Malignant intrinsic brain tumors are a hazardous disease with limited life expectancy despite intensive research in new targeted treatment options. Lately, proteasome inhibitors have been identified as potent agents causing death in glioma cell lines. It is the aim of the present study to identify proteasomal activity in the CSF of patients suffering from malignant brain tumors. A total of 24 patients with histological confirmed brain tumors (12 malignant gliomas, 12 metastases) were included and CSF probes preoperatively analyzed for concentration and enzymatic activity of free circulating proteasome. Tumor volumina were assessed using the preoperative MRI and correlated with the CSF findings. Statistical analyses were performed using SPSS (18.0.3; SPSS Inc., Chicago, IL, USA). Extracellular proteasomes were found in all CSF samples showing enzymatic activity.

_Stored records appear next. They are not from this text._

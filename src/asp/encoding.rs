//! Goal → answer set program
//!
//! Atoms are written as ground terms: constants `a<id>`, variables `x<id>`
//! and existential restrictions `exists(r<role>, <filler>)`. Every axiom `I`
//! contributes one connective fact and a `hasatom(Atom, Side, I)` fact per
//! atom, side 1 being the left-hand side. The fixed program below guesses
//! the subsumers of every variable and checks all axioms.

use std::fmt::Write as _;

use crate::atoms::{Atom, AtomId, AtomStore};
use crate::error::{UelError, UelResult};
use crate::goal::{Connective, Goal};

/// Rules shared by every goal
pub const UNIFICATION_PROGRAM: &str = r#"
side(1). side(2).

atom(A) :- hasatom(A, _, _).
atom(F) :- hasatom(exists(_, F), _, _).
atom(A) :- var(A).
atom(A) :- const(A).
nonvar(A) :- const(A).
nonvar(exists(R, F)) :- atom(exists(R, F)).

% guess the non-variable subsumers of every variable
{ subs(X, A) : nonvar(A), not top(A) } :- var(X).

% acyclic substitutions only
dep(X, Y) :- subs(X, exists(_, Y)), var(Y).
dep(X, Z) :- dep(X, Y), dep(Y, Z).
:- dep(X, X).

% subsumption between atoms under the substitution
sub(A, A) :- atom(A).
sub(A, T) :- atom(A), top(T).
sub(X, D) :- var(X), subs(X, E), sub(E, D), nonvar(D).
sub(C, D) :- atom(C), var(D), sub(C, E) : subs(D, E).
sub(exists(R, F), exists(R, G)) :- atom(exists(R, F)), atom(exists(R, G)), sub(F, G).

% side S of axiom I is subsumed by the non-variable atom E
lsub(I, S, E) :- hasatom(C, S, I), sub(C, E), nonvar(E).

% side S of axiom I is not subsumed by side T
nsub(I, S, T) :- side(S), side(T), S != T, hasatom(D, T, I), nonvar(D), not lsub(I, S, D).
nsub(I, S, T) :- side(S), side(T), S != T, hasatom(D, T, I), var(D), subs(D, E), not lsub(I, S, E).

:- eq(I), nsub(I, 1, 2).
:- eq(I), nsub(I, 2, 1).
:- sub(I), nsub(I, 1, 2).
:- dissub(I), not nsub(I, 1, 2).
:- diseq(I), not nsub(I, 1, 2), not nsub(I, 2, 1).

relsubs(X, A) :- subs(X, A), relevant(X).
#show relsubs/2.
"#;

/// Appended in minimal mode: with domain-recursive enumeration clingo only
/// reports models whose relevant `subs/2` atoms are subset-minimal
pub const MINIMIZE_PROGRAM: &str = "#heuristic subs(X, A) : relevant(X), nonvar(A). [1, false]\n";

/// Ground term of an atom
pub fn atom_term(store: &AtomStore, id: AtomId) -> UelResult<String> {
    match store.get(id) {
        Some(Atom::Name(_)) if store.is_variable(id) => Ok(format!("x{}", id)),
        Some(Atom::Name(_)) => Ok(format!("a{}", id)),
        Some(Atom::Exists { role, filler }) => {
            Ok(format!("exists(r{},{})", role, atom_term(store, *filler)?))
        }
        None => Err(UelError::unknown_atom(id)),
    }
}

/// Render the facts of a goal followed by the fixed program
pub fn encode_goal(goal: &Goal, minimize: bool) -> UelResult<String> {
    let store = goal.store();
    let mut out = String::new();

    for (index, axiom) in goal.axioms().iter().enumerate() {
        let predicate = match axiom.connective {
            Connective::Equivalence => "eq",
            Connective::Subsumption => "sub",
            Connective::Disequivalence => "diseq",
            Connective::Dissubsumption => "dissub",
        };
        let _ = writeln!(out, "{}({}).", predicate, index);
        for (side, atoms) in [(1, &axiom.left), (2, &axiom.right)] {
            for &atom in atoms {
                if store.is_top(atom) {
                    continue;
                }
                let _ = writeln!(out, "hasatom({},{},{}).", atom_term(store, atom)?, side, index);
            }
        }
    }

    for &var in store.user_variables() {
        let _ = writeln!(out, "relevant(x{}).", var);
    }
    for &var in store.variables() {
        let _ = writeln!(out, "var(x{}).", var);
    }
    for &constant in store.constants() {
        let _ = writeln!(out, "const(a{}).", constant);
    }
    if let Some(top) = store.top() {
        let _ = writeln!(out, "top(a{}).", top);
    }

    out.push_str(UNIFICATION_PROGRAM);
    if minimize {
        out.push_str(MINIMIZE_PROGRAM);
    }
    Ok(out)
}

#[cfg(test)]
mod tests {
    use super::*;

    #[test]
    fn test_facts() {
        let mut store = AtomStore::with_top();
        let a = store.constant("A").unwrap();
        let x = store.user_variable("X").unwrap();
        let rx = store.existential("r", x).unwrap();
        let mut goal = Goal::new("facts", store);
        goal.add_equation([x], [a]).unwrap();
        goal.add_dissubsumption([rx], [a]).unwrap();

        assert_eq!(atom_term(goal.store(), rx).unwrap(), "exists(r0,x2)");

        let program = encode_goal(&goal, false).unwrap();
        assert!(program.contains("eq(0)."));
        assert!(program.contains("hasatom(x2,1,0)."));
        assert!(program.contains("hasatom(a1,2,0)."));
        assert!(program.contains("dissub(1)."));
        assert!(program.contains("hasatom(exists(r0,x2),1,1)."));
        assert!(program.contains("relevant(x2)."));
        assert!(program.contains("const(a1)."));
        assert!(program.contains("top(a0)."));
        assert!(program.contains("#show relsubs/2."));
        assert!(!program.contains("#heuristic"));
        let minimal = encode_goal(&goal, true).unwrap();
        assert!(minimal.ends_with(MINIMIZE_PROGRAM));
        assert!(!minimal.contains("#minimize"));
    }
}
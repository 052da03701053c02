//! clingo JSON output (`--outf=2`)
//!
//! ```json
//! {
//!   "Solver": "clingo version 5.6.2",
//!   "Call": [{ "Witnesses": [{ "Value": ["relsubs(x2,a1)"] }] }],
//!   "Result": "SATISFIABLE",
//!   "Time": { "Total": 0.002 }
//! }
//! ```

use std::collections::{BTreeMap, BTreeSet};

use nom::{
    branch::alt,
    bytes::complete::tag,
    character::complete::{char, digit1, one_of, space0},
    combinator::{all_consuming, map, map_res},
    sequence::{delimited, pair, preceded, separated_pair, tuple},
    IResult,
};
use serde::Deserialize;

use crate::atoms::{Atom, AtomId, AtomStore};
use crate::error::{UelError, UelResult};

#[derive(Debug, Clone, Deserialize)]
#[serde(rename_all = "PascalCase")]
pub struct ClingoOutput {
    #[serde(default)]
    pub solver: Option<String>,
    pub result: String,
    #[serde(default)]
    pub call: Vec<ClingoCall>,
    #[serde(default)]
    pub time: Option<ClingoTime>,
}

#[derive(Debug, Clone, Deserialize)]
#[serde(rename_all = "PascalCase")]
pub struct ClingoCall {
    #[serde(default)]
    pub witnesses: Vec<Witness>,
}

#[derive(Debug, Clone, Deserialize)]
#[serde(rename_all = "PascalCase")]
pub struct Witness {
    #[serde(default)]
    pub value: Vec<String>,
}

#[derive(Debug, Clone, Deserialize)]
#[serde(rename_all = "PascalCase")]
pub struct ClingoTime {
    #[serde(default)]
    pub total: f64,
}

impl ClingoOutput {
    pub fn parse(text: &str) -> UelResult<Self> {
        serde_json::from_str(text)
            .map_err(|e| UelError::solver_output(format!("invalid clingo output: {}", e)))
    }

    pub fn is_unsatisfiable(&self) -> bool {
        self.result == "UNSATISFIABLE"
    }

    pub fn witnesses(&self) -> &[Witness] {
        self.call.first().map_or(&[][..], |c| c.witnesses.as_slice())
    }
}

/// A parsed ground term of the encoding
#[derive(Debug, Clone, Copy, PartialEq, Eq)]
pub enum Term {
    Constant(AtomId),
    Variable(AtomId),
    Exists { role: usize, filler: AtomId },
}

fn number(input: &str) -> IResult<&str, usize> {
    map_res(digit1, str::parse)(input)
}

/// `a<N>` or `x<N>`
fn name(input: &str) -> IResult<&str, Term> {
    map(pair(one_of("ax"), number), |(prefix, id)| match prefix {
        'x' => Term::Variable(id),
        _ => Term::Constant(id),
    })(input)
}

fn comma(input: &str) -> IResult<&str, char> {
    delimited(space0, char(','), space0)(input)
}

fn exists(input: &str) -> IResult<&str, Term> {
    map(
        preceded(
            tag("exists("),
            tuple((preceded(char('r'), number), comma, name, char(')'))),
        ),
        |(role, _, filler, _)| Term::Exists { role, filler: term_id(filler) },
    )(input)
}

fn term(input: &str) -> IResult<&str, Term> {
    alt((exists, name))(input)
}

/// `relsubs(x<N>,<term>)`
fn relsubs(input: &str) -> IResult<&str, (AtomId, Term)> {
    all_consuming(delimited(
        tag("relsubs("),
        separated_pair(preceded(char('x'), number), comma, term),
        char(')'),
    ))(input)
}

fn term_id(term: Term) -> AtomId {
    match term {
        Term::Constant(id) | Term::Variable(id) => id,
        // only names are fillers
        Term::Exists { filler, .. } => filler,
    }
}

/// Resolve a term against the store
pub fn resolve_term(store: &AtomStore, term: Term) -> UelResult<AtomId> {
    let id = match term {
        Term::Constant(id) | Term::Variable(id) => {
            if !store.contains(id) {
                return Err(UelError::malformed_encoding(format!("unknown atom id {}", id)));
            }
            id
        }
        Term::Exists { role, filler } => store
            .id_of(&Atom::exists(role, filler))
            .ok_or_else(|| {
                UelError::malformed_encoding(format!("unknown atom exists(r{},{})", role, filler))
            })?,
    };
    Ok(id)
}

/// Parse one `relsubs` value
pub fn parse_relsubs(value: &str) -> UelResult<(AtomId, Term)> {
    relsubs(value.trim())
        .map(|(_, parsed)| parsed)
        .map_err(|_| UelError::solver_output(format!("unexpected witness atom {}", value)))
}

/// Collect the subsumers of every variable mentioned by a witness
pub fn witness_assignment(
    store: &AtomStore,
    witness: &Witness,
) -> UelResult<BTreeMap<AtomId, BTreeSet<AtomId>>> {
    let mut assignment: BTreeMap<AtomId, BTreeSet<AtomId>> = BTreeMap::new();
    for value in &witness.value {
        let (var, term) = parse_relsubs(value)?;
        if !store.is_variable(var) {
            return Err(UelError::malformed_encoding(format!(
                "witness assigns the non-variable x{}",
                var
            )));
        }
        assignment.entry(var).or_default().insert(resolve_term(store, term)?);
    }
    Ok(assignment)
}

#[cfg(test)]
mod tests {
    use super::*;
    use crate::error::ErrorCode;

    const OUTPUT: &str = r#"{
      "Solver": "clingo version 5.6.2",
      "Input": ["-"],
      "Call": [{ "Witnesses": [
        { "Value": ["relsubs(x2,a1)"] },
        { "Value": ["relsubs(x2,a1)", "relsubs(x2,exists(r0,a1))"] }
      ]}],
      "Result": "SATISFIABLE",
      "Models": { "Number": 2, "More": "no" },
      "Time": { "Total": 0.004, "Solve": 0.0 }
    }"#;

    #[test]
    fn test_parse_json() {
        let output = ClingoOutput::parse(OUTPUT).unwrap();
        assert_eq!(output.result, "SATISFIABLE");
        assert_eq!(output.witnesses().len(), 2);
        assert!(output.solver.unwrap().starts_with("clingo"));
    }

    #[test]
    fn test_parse_terms() {
        assert_eq!(parse_relsubs("relsubs(x2,a1)").unwrap(), (2, Term::Constant(1)));
        assert_eq!(
            parse_relsubs("relsubs(x2,exists(r0,x4))").unwrap(),
            (2, Term::Exists { role: 0, filler: 4 })
        );
        let err = parse_relsubs("subs(x2,a1)").unwrap_err();
        assert_eq!(err.code, ErrorCode::MalformedSolverOutput);
    }

    #[test]
    fn test_witness_assignment() {
        let mut store = AtomStore::with_top();
        let a = store.constant("A").unwrap();
        let x = store.user_variable("X").unwrap();
        let ra = store.existential("r", a).unwrap();

        let output = ClingoOutput::parse(OUTPUT).unwrap();
        let assignment = witness_assignment(&store, &output.witnesses()[1]).unwrap();
        assert_eq!(assignment[&x], BTreeSet::from([a, ra]));

        let unknown = Witness { value: vec!["relsubs(x2,exists(r5,a1))".into()] };
        let err = witness_assignment(&store, &unknown).unwrap_err();
        assert_eq!(err.code, ErrorCode::MalformedEncoding);
    }
}
//! UEL - Unification in EL
//!
//! Command-line interface: reads a goal document and prints its unifiers.

use std::fs;
use std::io::{self, Read, Write};
use std::path::PathBuf;

use anyhow::{Context, Result};
use clap::{Parser, ValueEnum};
use indexmap::IndexMap;
use tracing::{debug, warn};

use uel::config::LogLevel;
use uel::sat::SatEncoder;
use uel::{Goal, ProcessorKind, SatBackendKind, UelConfig, UelError, Unifier, UnifierEnumerator};

#[derive(Parser)]
#[command(name = "uel")]
#[command(author = "UEL Rust Authors")]
#[command(version = env!("UEL_VERSION"))]
#[command(about = "Unification in the description logic EL", long_about = None)]
struct Cli {
    /// Goal document (JSON); reads stdin when omitted
    #[arg(value_name = "GOAL")]
    input: Option<PathBuf>,

    /// Unification processor (overrides the configuration)
    #[arg(short, long, value_enum)]
    processor: Option<ProcessorArg>,

    /// Only compute minimal unifiers
    #[arg(short, long)]
    minimize: bool,

    /// Use an external SAT solver command instead of the built-in one
    #[arg(long, value_name = "COMMAND")]
    sat_solver: Option<String>,

    /// Stop after this many unifiers (0 for all)
    #[arg(long, default_value = "0")]
    max: usize,

    /// Only print the number of unifiers
    #[arg(long)]
    count: bool,

    /// Print the SAT encoding of the goal in DIMACS format and exit
    #[arg(long)]
    dimacs: bool,

    /// Print solver statistics after enumeration
    #[arg(long)]
    info: bool,

    /// Output format
    #[arg(short, long, value_enum, default_value = "text")]
    format: OutputFormat,

    /// Configuration file (defaults to the usual search path)
    #[arg(short, long, value_name = "FILE")]
    config: Option<PathBuf>,

    /// Print the default configuration and exit
    #[arg(long)]
    print_config: bool,

    /// Output file (defaults to stdout)
    #[arg(short, long)]
    output: Option<PathBuf>,

    /// Verbose output
    #[arg(short, long)]
    verbose: bool,

    /// Quiet mode (errors only)
    #[arg(short, long)]
    quiet: bool,
}

#[derive(Copy, Clone, PartialEq, Eq, ValueEnum)]
enum ProcessorArg {
    /// SAT encoding
    Sat,
    /// Goal-oriented rules
    Rule,
    /// Answer set programming (clingo)
    Asp,
}

impl From<ProcessorArg> for ProcessorKind {
    fn from(arg: ProcessorArg) -> Self {
        match arg {
            ProcessorArg::Sat => ProcessorKind::Sat,
            ProcessorArg::Rule => ProcessorKind::Rule,
            ProcessorArg::Asp => ProcessorKind::Asp,
        }
    }
}

#[derive(Copy, Clone, PartialEq, Eq, ValueEnum)]
enum OutputFormat {
    /// `X := A ⊓ ∃r.B` lines
    Text,
    /// One JSON object per unifier
    Json,
}

fn main() {
    let cli = Cli::parse();
    if let Err(err) = run(cli) {
        eprintln!("error: {:#}", err);
        let status = err
            .downcast_ref::<UelError>()
            .map_or(1, |e| e.code.exit_status());
        std::process::exit(status);
    }
}

fn load_config(cli: &Cli) -> Result<UelConfig> {
    let mut config = match &cli.config {
        Some(path) => UelConfig::load_from_file(path)
            .with_context(|| format!("Failed to load config: {}", path.display()))?,
        None => UelConfig::load().context("Failed to load configuration")?,
    };
    if let Some(processor) = cli.processor {
        config.solver.processor = processor.into();
    }
    if cli.minimize {
        config.solver.minimize = true;
    }
    if let Some(command) = &cli.sat_solver {
        config.sat.backend = SatBackendKind::External;
        config.sat.command = command.clone();
    }
    if cli.verbose {
        config.general.log_level = LogLevel::Verbose;
    }
    if cli.quiet {
        config.general.log_level = LogLevel::Quiet;
    }
    Ok(config)
}

fn init_logging(level: LogLevel) {
    let subscriber = tracing_subscriber::FmtSubscriber::builder()
        .with_max_level(level.tracing_level())
        .with_writer(io::stderr)
        .with_target(false)
        .finish();
    if tracing::subscriber::set_global_default(subscriber).is_err() {
        eprintln!("warning: a tracing subscriber is already installed");
    }
}

fn read_goal(cli: &Cli) -> Result<Goal> {
    let (text, source) = match &cli.input {
        Some(path) => (
            fs::read_to_string(path)
                .with_context(|| format!("Failed to read goal: {}", path.display()))?,
            path.display().to_string(),
        ),
        None => {
            let mut text = String::new();
            io::stdin()
                .read_to_string(&mut text)
                .context("Failed to read goal from stdin")?;
            (text, "<stdin>".to_string())
        }
    };
    let goal = Goal::from_json(&text).map_err(|e| e.with_context("file", source))?;
    Ok(goal)
}

fn render_json(goal: &Goal, unifier: &Unifier) -> Result<String> {
    let store = goal.store();
    let mut map: IndexMap<String, Vec<String>> = IndexMap::new();
    for definition in unifier.projection(store.user_variables()).definitions() {
        let atoms = definition.definiens.iter().map(|&a| store.render(a)).collect();
        map.insert(store.render(definition.defined), atoms);
    }
    Ok(serde_json::to_string(&map)?)
}

fn run(cli: Cli) -> Result<()> {
    if cli.print_config {
        print!("{}", UelConfig::default_config_content());
        return Ok(());
    }

    let config = load_config(&cli)?;
    init_logging(config.general.log_level);
    let goal = read_goal(&cli)?;
    debug!(goal = goal.id(), axioms = goal.axiom_count(), atoms = goal.store().len(), "goal loaded");

    let mut out: Box<dyn Write> = match &cli.output {
        Some(path) => Box::new(
            fs::File::create(path)
                .with_context(|| format!("Failed to create: {}", path.display()))?,
        ),
        None => Box::new(io::stdout().lock()),
    };

    if cli.dimacs {
        let formula = SatEncoder::new(&goal, config.solver.minimize).encode()?;
        let text = if formula.is_weighted() {
            formula.to_wcnf()
        } else {
            formula.to_dimacs()
        };
        out.write_all(text.as_bytes())?;
        return Ok(());
    }

    if config.solver.processor != ProcessorKind::Sat && config.sat.backend == SatBackendKind::External {
        warn!("the SAT backend setting only applies to the sat processor");
    }

    let mut enumerator = UnifierEnumerator::new(&goal, config);
    let limit = (cli.max > 0).then_some(cli.max);
    let mut found = 0usize;
    while limit.map_or(true, |l| found < l) && enumerator.compute_next_unifier()? {
        found += 1;
        if cli.count {
            continue;
        }
        let unifier = enumerator.unifier()?;
        match cli.format {
            OutputFormat::Text => {
                writeln!(out, "Unifier {}:", found)?;
                writeln!(out, "{}", unifier.render(goal.store(), Some(goal.store().user_variables())))?;
                writeln!(out)?;
            }
            OutputFormat::Json => writeln!(out, "{}", render_json(&goal, unifier)?)?,
        }
    }

    if cli.count {
        writeln!(out, "{}", found)?;
    } else if found == 0 && cli.format == OutputFormat::Text {
        writeln!(out, "No unifiers.")?;
    }

    if cli.info {
        let stats = enumerator.stats();
        eprintln!("uel {} ({}, {})", env!("UEL_VERSION"), env!("UEL_TARGET"), env!("UEL_PROFILE"));
        eprintln!("{}", stats);
        if enumerator.duplicates() > 0 {
            eprintln!("duplicates skipped: {}", enumerator.duplicates());
        }
    }
    out.flush()?;
    Ok(())
}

Proteasome concentrations (28 ng/mL and 23 ng/mL, resp.) were elevated compared to a historical control group. Proteasomal enzymatic chymotrypsin-like activity was significantly raised in patients with gliomas (mean 31 fkat/ mL) compared to controls (P<0.049), whereas the enzymatic activity was not significantly elevated in metastases (P=0.109). In gliomas, neither concentration nor enzymatic activity correlated with the preoperative assessed tumor volume. This pilot study clearly showed that the proteasomal activity in the CSF is significantly elevated in patients with intrinsic brain tumors. Further studies need to identify the proteasomal concentration and enzymatic activity as a potential biomarker for the effectiveness of any treatment and for the early diagnosis of a possible recurrence of the disease.